//! Fitted standard scaler
//!
//! Per-column `(x - mean) / scale` learned from training data. The column
//! order of `mean`/`scale` is the assembled feature order; width disagreement
//! is a fatal configuration error, not something to recover from.

use serde::{Deserialize, Serialize};

use crate::logic::features::PrepError;

/// Fitted per-column affine normalization.
#[derive(Debug, Clone, Serialize, Deserialize)]
pub struct FeatureScaler {
    pub mean: Vec<f32>,
    pub scale: Vec<f32>,
}

impl FeatureScaler {
    pub fn new(mean: Vec<f32>, scale: Vec<f32>) -> Self {
        Self { mean, scale }
    }

    /// Fitted column count
    pub fn width(&self) -> usize {
        self.mean.len()
    }

    /// Internal consistency: mean and scale must have the same width.
    pub fn check_consistent(&self) -> Result<(), PrepError> {
        if self.mean.len() != self.scale.len() {
            return Err(PrepError::ShapeMismatch {
                expected: self.mean.len(),
                actual: self.scale.len(),
            });
        }
        Ok(())
    }

    /// Standardize a raw row. Every column is transformed; none skipped,
    /// none reordered.
    pub fn transform(&self, row: &[f32]) -> Result<Vec<f32>, PrepError> {
        self.check_consistent()?;

        if row.len() != self.mean.len() {
            return Err(PrepError::ShapeMismatch {
                expected: self.mean.len(),
                actual: row.len(),
            });
        }

        Ok(row
            .iter()
            .enumerate()
            .map(|(i, &x)| (x - self.mean[i]) / self.scale[i].max(1e-8))
            .collect())
    }
}

#[cfg(test)]
mod tests {
    use super::*;

    #[test]
    fn test_transform() {
        let scaler = FeatureScaler::new(vec![10.0, 0.0], vec![2.0, 1.0]);
        let out = scaler.transform(&[14.0, 3.0]).unwrap();
        assert_eq!(out, vec![2.0, 3.0]);
    }

    #[test]
    fn test_width_mismatch() {
        let scaler = FeatureScaler::new(vec![0.0; 3], vec![1.0; 3]);
        let err = scaler.transform(&[1.0, 2.0]).unwrap_err();
        assert!(matches!(
            err,
            PrepError::ShapeMismatch {
                expected: 3,
                actual: 2
            }
        ));
    }

    #[test]
    fn test_inconsistent_artifact() {
        let scaler = FeatureScaler::new(vec![0.0; 3], vec![1.0; 2]);
        assert!(scaler.check_consistent().is_err());
    }

    #[test]
    fn test_zero_scale_guarded() {
        let scaler = FeatureScaler::new(vec![0.0], vec![0.0]);
        let out = scaler.transform(&[1.0]).unwrap();
        assert!(out[0].is_finite());
    }
}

———

_REQUIRED ACTION_:
Word for word, quote the lines from the line containing "let out = scaler.transform(&[1.0]).unwrap();" through the end of the material, both included, and nothing else.

_SOLUTION TO THE PROBLEM_:
        let out = scaler.transform(&[1.0]).unwrap();
        assert!(out[0].is_finite());
    }
}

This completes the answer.